6.            Termination for disability or death .

(a)  The Bank or Consultant may terminate this Agreement after having established Consultant's Disability.  For purposes of this Agreement, "Disability" means a physical or mental infirmity that impairs Consultant's ability to substantially perform his duties under this Agreement and that impairs Consultant's ability to substantially perform his duties under this Agreement for a period of ninety (90) consecutive days).  The Board of the Bank shall determine in good faith, based upon competent medical advice and other factors that they reasonably believe to be relevant, whether or not Consultant is and continues to be disabled for purposes of this Agreement.  As a condition to any benefits, the Board may require Consultant to submit to such physical or mental evaluations and tests as it deems reasonably appropriate, at the Bank's expense.
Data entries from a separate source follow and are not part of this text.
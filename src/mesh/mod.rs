//! Vertex format, procedural primitives and GPU upload.

/// Procedural cube and tree geometry.
pub mod primitives;

use wgpu::util::DeviceExt;

pub use primitives::{cube, tree};

/// Per-vertex data shared by every demo mesh.
/// Must match the WGSL `VertexInput` struct layout.
#[repr(C)]
#[derive(Debug, Clone, Copy, PartialEq, bytemuck::Pod, bytemuck::Zeroable)]
pub struct Vertex {
    /// Object-space position.
    pub position: [f32; 3],
    /// Unit surface normal.
    pub normal: [f32; 3],
    /// Texture coordinate.
    pub uv: [f32; 2],
    /// Base color (multiplied with the texture where one is bound).
    pub color: [f32; 3],
}

/// Vertex buffer layout for [`Vertex`] (locations 0..=3).
#[must_use]
pub fn vertex_buffer_layout() -> wgpu::VertexBufferLayout<'static> {
    wgpu::VertexBufferLayout {
        array_stride: size_of::<Vertex>() as wgpu::BufferAddress,
        step_mode: wgpu::VertexStepMode::Vertex,
        attributes: &[
            wgpu::VertexAttribute {
                format: wgpu::VertexFormat::Float32x3,
                offset: 0,
                shader_location: 0,
            },
            wgpu::VertexAttribute {
                format: wgpu::VertexFormat::Float32x3,
                offset: 12,
                shader_location: 1,
            },
            wgpu::VertexAttribute {
                format: wgpu::VertexFormat::Float32x2,
                offset: 24,
                shader_location: 2,
            },
            wgpu::VertexAttribute {
                format: wgpu::VertexFormat::Float32x3,
                offset: 32,
                shader_location: 3,
            },
        ],
    }
}

/// CPU-side triangle list (non-indexed, three vertices per triangle).
#[derive(Debug, Clone, Default, PartialEq)]
pub struct MeshData {
    /// Vertices in draw order.
    pub vertices: Vec<Vertex>,
}

impl MeshData {
    /// Number of vertices drawn per instance.
    #[must_use]
    pub fn vertex_count(&self) -> u32 {
        self.vertices.len() as u32
    }

    /// Number of triangles drawn per instance.
    #[must_use]
    pub fn triangle_count(&self) -> u32 {
        self.vertex_count() / 3
    }
}

/// A mesh uploaded to a vertex buffer.
pub struct GpuMesh {
    buffer: wgpu::Buffer,
    vertex_count: u32,
}

impl GpuMesh {
    /// Upload `data` into an immutable vertex buffer.
    #[must_use]
    pub fn upload(device: &wgpu::Device, label: &str, data: &MeshData) -> Self {
        let buffer =
            device.create_buffer_init(&wgpu::util::BufferInitDescriptor {
                label: Some(label),
                contents: bytemuck::cast_slice(&data.vertices),
                usage: wgpu::BufferUsages::VERTEX,
            });
        log::debug!(
            "{label}: uploaded {} vertices ({} triangles)",
            data.vertex_count(),
            data.triangle_count()
        );
        Self {
            buffer,
            vertex_count: data.vertex_count(),
        }
    }

    /// The vertex buffer.
    #[must_use]
    pub fn buffer(&self) -> &wgpu::Buffer {
        &self.buffer
    }

    /// Vertices per instance.
    #[must_use]
    pub fn vertex_count(&self) -> u32 {
        self.vertex_count
    }
}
(b)  In the event of such Disability, Consultant's obligation to perform services under this Agreement will terminate.  In the event of such termination, Consultant shall receive his Consulting Fee, as defined in Section 4, at the rate in effect on the Date of Termination for a period of three (3) months following the Date of Termination by reason of Disability.

(c)  In the event of Consultant's death during the term of this Agreement, this Agreement shall terminate.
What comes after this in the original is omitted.